As the risotto is good to be eaten only when it’s freshly cooked and when it is still hot and creamy, it is important to cook the right amount of rice that will be just enough to avoid any risotto leftovers. But how to find the right amount of risotto rice that you need to cook per person? Let’s find out!
As it all depends on the type of rice you have, and the amount of stock you use, let’s dive into the details and give you some more information on how to pick the right quantity of rice for risotto without leaving any leftovers.
If this is not the first time that you visited my blog, you may know that I’m a big lover of risotto. Actually, you can get a few tips from my creamy pumpkin risotto or check out my amazing saffron risotto. These recipes come out great!
Let’s get started!
Best Types of Rice for Risotto
For an ideal risotto, we need to get a creamy texture in the end. To get this creamy texture, we need to pick round short-grain rice that has a high concentration of starch. The most popular types of rice for risotto are Arborio, Carnaroli, and Baldo rice.
Arborio
The most commonly used rice for the risotto is Arborio because it is rich in starch and it can absorb a large amount of broth. As a result, you will get creamy rice with a hearty texture.
Pro Tip: As the arborio rice is smaller in size, it is easier to overcook it. If this is your first time when you’re trying to make your perfect risotto, I will suggest going with Carnaroli instead as it may forget you a few mistakes.
Carnaroli
Is another type of rice that you can use for risotto. It is also rich in starch content but it has a larger grain. If you’re looking for a larger texture, or this is your first time when you’re trying to make risotto at home, go for the Carnaroli rice.
Baldo
Another great type of rice for risotto. I put it in the last place because it is less known and harder to find in the stores. If you find it, you can easily use it and get great creamy results.
Which Type of Rice to Skip?
When we are making risotto, try to avoid a long-grain type of rice. Like basmati or jasmine rice. Usually, they have less starch content and you will not get the desired creamy results.

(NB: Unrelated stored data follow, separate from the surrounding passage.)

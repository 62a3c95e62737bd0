//! Selection Controller: one selected entity at a time, guarded by a lock.
//!
//! All changes to the selection go through [`select`], [`clear`] and
//! [`toggle_on_click`]. Entities opt in by implementing [`Selectable`]; the
//! controller flips their flag, shows their indicator and dispatches the
//! select/deselect hooks of the owning system.
//!
//! # Lock
//!
//! A successful selection locks the selection for
//! [`GameConfig::selection_lock_secs`](crate::config::GameConfig), so the click
//! that selected an entity cannot immediately deselect it again. Engaging warp
//! locks indefinitely until the ship arrives. While locked, only a forced
//! [`clear`] changes the selection.

use serde::{Deserialize, Serialize};
use tracing::debug;

use crate::entity::{Entity, EntityId, EntityTag};
use crate::event::GameEvent;
use crate::input::InputFrame;
use crate::movement;
use crate::overlay::VisualId;
use crate::planet;
use crate::world::World;

/// Capability of entities that can be selected.
pub trait Selectable {
    /// Whether this entity is the current selection.
    fn is_selected(&self) -> bool;

    /// Sets the selection flag. Only the selection controller calls this.
    fn set_selected(&mut self, selected: bool);

    /// Indicator shown while selected.
    fn indicator(&self) -> Option<VisualId>;

    /// Whether a click elsewhere in the world deselects this entity.
    fn deselects_on_click_away(&self) -> bool {
        true
    }
}

/// The selection singleton owned by the [`World`].
#[derive(Debug, Clone, Default, PartialEq, Serialize, Deserialize)]
pub struct SelectionState {
    selected: Option<EntityId>,
    locked: bool,
    /// Remaining lock time; `None` while unlocked or locked indefinitely.
    lock_remaining: Option<f32>,
    clicked_this_tick: bool,
}

impl SelectionState {
    /// Creates an empty, unlocked selection.
    #[must_use]
    pub fn new() -> Self {
        Self::default()
    }

    /// The selected entity, if any.
    #[must_use]
    pub fn selected(&self) -> Option<EntityId> {
        self.selected
    }

    /// Whether the selection is locked.
    #[must_use]
    pub fn is_locked(&self) -> bool {
        self.locked
    }

    /// Remaining time on a timed lock.
    #[must_use]
    pub fn lock_remaining(&self) -> Option<f32> {
        self.lock_remaining
    }

    /// Locks the selection. A `duration` of zero (or less) locks until an
    /// explicit unlock; a positive duration expires on its own.
    pub fn lock(&mut self, duration: f32) {
        self.locked = true;
        self.lock_remaining = (duration > 0.0).then_some(duration);
    }

    /// Releases the lock.
    pub fn unlock(&mut self) {
        self.locked = false;
        self.lock_remaining = None;
    }

    /// Counts down a timed lock by `dt`, releasing it when it runs out.
    pub fn tick_lock(&mut self, dt: f32) {
        if let Some(remaining) = self.lock_remaining.as_mut() {
            *remaining -= dt;
            if *remaining <= 0.0 {
                self.unlock();
            }
        }
    }

    /// Whether the pointer press this tick landed on a selectable entity.
    #[must_use]
    pub fn clicked_this_tick(&self) -> bool {
        self.clicked_this_tick
    }
}

/// Makes `id` the selection.
///
/// No-op while locked or when `id` is not selectable. Returns whether the
/// selection changed.
pub fn select(world: &mut World, id: EntityId) -> bool {
    if world.selection.locked {
        debug!(entity = %id, "selection locked; select ignored");
        return false;
    }
    let Some(indicator) = world
        .arena
        .get(id)
        .and_then(Entity::as_selectable)
        .map(|selectable| selectable.indicator())
    else {
        return false;
    };

    clear(world, true);

    if let Some(selectable) = world.arena.get_mut(id).and_then(Entity::as_selectable_mut) {
        selectable.set_selected(true);
    }
    world.selection.selected = Some(id);
    if let Some(indicator) = indicator {
        world.overlay.set_visual_visible(indicator, true);
    }
    notify(world, id, true);
    world.emit(GameEvent::Selected { entity: id });
    debug!(entity = %id, "selected");

    let secs = world.config.selection_lock_secs;
    if secs > 0.0 {
        world.selection.lock(secs);
    }
    true
}

/// Clears the selection.
///
/// No-op while locked unless `force` is set. A forced clear also releases the
/// lock. Returns whether an entity was deselected.
pub fn clear(world: &mut World, force: bool) -> bool {
    if world.selection.locked && !force {
        return false;
    }
    world.selection.unlock();

    let Some(id) = world.selection.selected.take() else {
        return false;
    };
    let indicator = world
        .arena
        .get_mut(id)
        .and_then(Entity::as_selectable_mut)
        .and_then(|selectable| {
            selectable.set_selected(false);
            selectable.indicator()
        });
    if let Some(indicator) = indicator {
        world.overlay.set_visual_visible(indicator, false);
    }
    notify(world, id, false);
    world.emit(GameEvent::Deselected { entity: id });
    debug!(entity = %id, "deselected");
    true
}

/// Pointer-press entry point: deselects `id` if selected, selects it
/// otherwise.
pub fn toggle_on_click(world: &mut World, id: EntityId) {
    world.selection.clicked_this_tick = true;
    if world.selection.selected == Some(id) {
        clear(world, false);
    } else {
        select(world, id);
    }
}

/// Clears the selection when the pointer was pressed somewhere in the world
/// other than on a selectable entity, then resets the per-tick click flag.
pub fn passive_deselect(world: &mut World, input: &InputFrame) {
    let clicked = std::mem::take(&mut world.selection.clicked_this_tick);
    let Some(id) = world.selection.selected else {
        return;
    };
    let deselects = world
        .arena
        .get(id)
        .and_then(Entity::as_selectable)
        .is_some_and(|selectable| selectable.deselects_on_click_away());
    if deselects && !clicked && input.pointer_pressed() && !input.over_ui() {
        clear(world, false);
    }
}

fn notify(world: &mut World, id: EntityId, selected: bool) {
    match world.arena.get(id).map(Entity::tag) {
        Some(EntityTag::Ship) if selected => movement::on_select(world, id),
        Some(EntityTag::Ship) => movement::on_deselect(world, id),
        Some(EntityTag::Planet) if selected => planet::on_select(world, id),
        Some(EntityTag::Planet) => planet::on_deselect(world, id),
        _ => {}
    }
}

How Much Arborio Rice to Serve Per Person?
It all depends on your intentions. If you want to serve the risotto as a light meal, for a starter, or in combination with other ingredients then you will be ok to serve 65-70 grams of rice per person. If you want to serve more generous portions of risotto, then go with 80 grams per serving.

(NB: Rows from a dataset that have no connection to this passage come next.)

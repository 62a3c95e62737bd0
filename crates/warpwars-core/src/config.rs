//! Match configuration.
//!
//! Every tunable lives in [`GameConfig`]. Defaults reproduce the classic
//! rules: ships start 100 units apart, warp at 10 units per time unit and
//! colonize anything within the 50-unit minimum warp range.
//!
//! # Example
//!
//! ```
//! use warpwars_core::config::GameConfig;
//!
//! let config = GameConfig::from_json_str(r#"{ "player_count": 3 }"#).unwrap();
//! assert_eq!(config.player_count, 3);
//! assert!((config.min_warp_range - 50.0).abs() < f32::EPSILON);
//! ```

use glam::Vec2;
use serde::{Deserialize, Serialize};

use crate::error::ConfigError;

/// How the turn index is re-derived after a player leaves the rotation.
#[derive(Debug, Copy, Clone, PartialEq, Eq, Default, Hash, Serialize, Deserialize)]
#[serde(rename_all = "snake_case")]
pub enum RotationPolicy {
    /// Keep the numeric index and wrap it modulo the new roster size.
    ///
    /// Removing a player below the current slot hands the turn to whoever
    /// now sits in that slot.
    #[default]
    ByIndex,
    /// Keep the turn with the same player when another slot is removed.
    ///
    /// Removing the current player hands the turn to the next one in order.
    ByIdentity,
}

/// A planet placed explicitly by the configuration.
#[derive(Debug, Clone, Copy, PartialEq, Serialize, Deserialize)]
pub struct PlanetSpec {
    /// World position
    pub position: Vec2,
    /// Starting health
    pub health: u32,
    /// Starting population (usually 0, i.e. colonizable)
    #[serde(default)]
    pub population: u32,
}

/// Seeded random scatter of neutral planets.
#[derive(Debug, Clone, Copy, PartialEq, Serialize, Deserialize)]
#[serde(default)]
pub struct MapConfig {
    /// RNG seed; the same seed always yields the same map
    pub seed: u64,
    /// Number of planets to place
    pub planet_count: usize,
    /// Half-width of the square planets are scattered in
    pub extent: f32,
    /// Lowest starting health (inclusive)
    pub min_health: u32,
    /// Highest starting health (inclusive)
    pub max_health: u32,
    /// Minimum distance between a planet and any starting ship
    pub clearance: f32,
}

impl Default for MapConfig {
    fn default() -> Self {
        Self {
            seed: 0,
            planet_count: 8,
            extent: 200.0,
            min_health: 1,
            max_health: 5,
            clearance: 20.0,
        }
    }
}

/// All tunables of a match.
#[derive(Debug, Clone, PartialEq, Serialize, Deserialize)]
#[serde(default)]
pub struct GameConfig {
    /// Players spawned by `start`
    pub player_count: usize,
    /// Starting ship of player `i` is placed at `(i * start_spacing, 0)`;
    /// must be positive so starting ships never coincide
    pub start_spacing: f32,
    /// Warp range of new ships
    pub ship_range: f32,
    /// Warp speed of new ships, in world units per time unit
    pub ship_speed: f32,
    /// Ship collision footprint radius
    pub ship_radius: f32,
    /// Minimum unescorted range; also the colonization radius
    pub min_warp_range: f32,
    /// Selection lock applied after every selection, in time units; 0
    /// disables the lock
    pub selection_lock_secs: f32,
    /// Squared distance to the waypoint that counts as arrived; 0 demands an
    /// exact arrival, which travel clipped to the waypoint always reaches
    pub arrival_tolerance_sq: f32,
    /// Blast radius growth per time unit
    pub blast_growth_rate: f32,
    /// Half-angle of the hit cone around the blast's facing, in degrees
    pub blast_hit_max_angle_deg: f32,
    /// Distance of the blast's front reference point from its origin
    pub blast_front_offset: f32,
    /// Planet collision footprint radius
    pub planet_radius: f32,
    /// Radius of planet selection and targeting reticules
    pub planet_targeter_radius: f32,
    /// Ring radius on which built ships appear around their planet
    pub ship_spawn_distance: f32,
    /// Turn re-index policy after a player leaves
    pub rotation: RotationPolicy,
    /// Explicitly placed planets
    pub planets: Vec<PlanetSpec>,
    /// Optional random planet scatter, added after `planets`
    pub map: Option<MapConfig>,
}

impl Default for GameConfig {
    fn default() -> Self {
        Self {
            player_count: 2,
            start_spacing: 100.0,
            ship_range: 50.0,
            ship_speed: 10.0,
            ship_radius: 5.0,
            min_warp_range: 50.0,
            selection_lock_secs: 0.2,
            arrival_tolerance_sq: 0.01,
            blast_growth_rate: 50.0,
            blast_hit_max_angle_deg: 45.0,
            blast_front_offset: 10.0,
            planet_radius: 8.0,
            planet_targeter_radius: 10.0,
            ship_spawn_distance: 30.0,
            rotation: RotationPolicy::ByIndex,
            planets: Vec::new(),
            map: None,
        }
    }
}

impl GameConfig {
    /// Parses and validates a JSON configuration. Missing fields take their
    /// defaults.
    ///
    /// # Errors
    ///
    /// Returns [`ConfigError::Parse`] for malformed JSON, or any validation
    /// error from [`GameConfig::validate`].
    pub fn from_json_str(text: &str) -> Result<Self, ConfigError> {
        let config: Self = serde_json::from_str(text)?;
        config.validate()?;
        Ok(config)
    }

    /// Colonization radius; the same as the minimum warp range.
    #[must_use]
    pub fn colonization_radius(&self) -> f32 {
        self.min_warp_range
    }

    /// Checks that the configuration can produce a playable match.
    ///
    /// # Errors
    ///
    /// Returns the first invalid value found.
    pub fn validate(&self) -> Result<(), ConfigError> {
        if self.player_count == 0 {
            return Err(ConfigError::NoPlayers);
        }

        for (field, value) in [
            ("ship_range", self.ship_range),
            ("ship_speed", self.ship_speed),
            ("ship_radius", self.ship_radius),
            ("min_warp_range", self.min_warp_range),
            ("blast_growth_rate", self.blast_growth_rate),
            ("blast_hit_max_angle_deg", self.blast_hit_max_angle_deg),
            ("planet_radius", self.planet_radius),
            ("blast_front_offset", self.blast_front_offset),
            ("start_spacing", self.start_spacing),
            ("planet_targeter_radius", self.planet_targeter_radius),
            ("ship_spawn_distance", self.ship_spawn_distance),
        ] {
            check_finite(field, value)?;
            if value <= 0.0 {
                return Err(ConfigError::NonPositive { field, value });
            }
        }

        for (field, value) in [
            ("selection_lock_secs", self.selection_lock_secs),
            ("arrival_tolerance_sq", self.arrival_tolerance_sq),
        ] {
            check_finite(field, value)?;
            if value < 0.0 {
                return Err(ConfigError::Negative { field, value });
            }
        }

        for (index, planet) in self.planets.iter().enumerate() {
            if planet.health == 0 {
                return Err(ConfigError::DeadPlanet { index });
            }
            if planet.population > planet.health {
                return Err(ConfigError::PopulationExceedsHealth {
                    index,
                    population: planet.population,
                    health: planet.health,
                });
            }
        }

        if let Some(map) = &self.map {
            if map.min_health == 0 || map.min_health > map.max_health {
                return Err(ConfigError::BadHealthRange {
                    min: map.min_health,
                    max: map.max_health,
                });
            }
            // The scatter samples across the full width, which must stay finite.
            check_finite("map.extent", map.extent)?;
            if !(map.extent * 2.0).is_finite() {
                return Err(ConfigError::NotFinite {
                    field: "map.extent",
                    value: map.extent,
                });
            }
            if map.extent <= 0.0 {
                return Err(ConfigError::NonPositive {
                    field: "map.extent",
                    value: map.extent,
                });
            }
            check_finite("map.clearance", map.clearance)?;
            if map.clearance < 0.0 {
                return Err(ConfigError::Negative {
                    field: "map.clearance",
                    value: map.clearance,
                });
            }
        }

        Ok(())
    }
}

fn check_finite(field: &'static str, value: f32) -> Result<(), ConfigError> {
    if value.is_finite() {
        Ok(())
    } else {
        Err(ConfigError::NotFinite { field, value })
    }
}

Quick Note: If you don’t have a kitchen scale, then use ¾ cup of raw rice per 2 servings.
Broth and Risotto. The Ideal Formula.
As we know, in risotto the most important part is to get the right texture. We can achieve that by mixing the rice with the right amount of broth. We don’t want to obtain a dried risotto or get a mushy mess.
As a general rule, you will need to use a ratio of about 1:3. That means that for every cup of rice, you will need at least 3 cups of broth.
Broth to Rice Ratio
- For 2 servings: You will need ¾ cup of rice and 2 ¼ cups of broth
- For 4 servings: You will need 1.5 cups of rice, at least 4.5 cups of broth
- For 6 servings: You will need 2.5 cups of rice and 7.5 cups of broth.
- For 8 servings: You will need 4 cups of rice and 10 cups of broth.
If you cook for a larger number of people, this ratio can even increase.
Quick Note: As it may depend from case to case and from rice to rice, I highly recommend adjusting the ratio of rice to broth to a specific case. As we are adding the broth over the rice slowly, little by little we can control the amount of broth that our rice needs until perfection.
Pro Tip: Pour a little bit of homemade broth over the rice and mix until all the broth is absorbed. Then repeat this step 5-6 times. Your rice will tell by itself how much broth it needs.
How Long Does It Take to Cook Risotto?
As a rule of thumb, you will need 15-20 minutes to cook a perfect risotto. Keep in mind that as risotto is a delicate dish, you need always to be with an eye on it.
When we’re referring to the cooking time for risotto, it may vary from the type of rice that you decided to use, what heat you’re cooking the risotto, what type of pan do you use, and if you have any other additional ingredients in it that also need to be cooked.
Pro Tip: Keep in mind that this process needs you involved in it. You can’t just leave the rice on the hob and make other things in the kitchen. You should add the broth little by little, to mix it until it will evaporate, then repeat the process with another small quantity of broth. You should repeat this process about 5-6 times.
Bonus. How to Make a Perfect Risotto?
- By patient. You need some time to make a perfect risotto.
- Pick a large pan that will allow the rice to cook evenly in a thin layer.
- Don’t wash the rice beforehand because you will throw away all the starch from the rice. As we know, the starch makes our risotto creamier.
- Let the risotto cook slowly on low heat. Mix it continuously.
- Heat the stock in a second pan. As a result, when you add the stock over the rice, it will already be warm.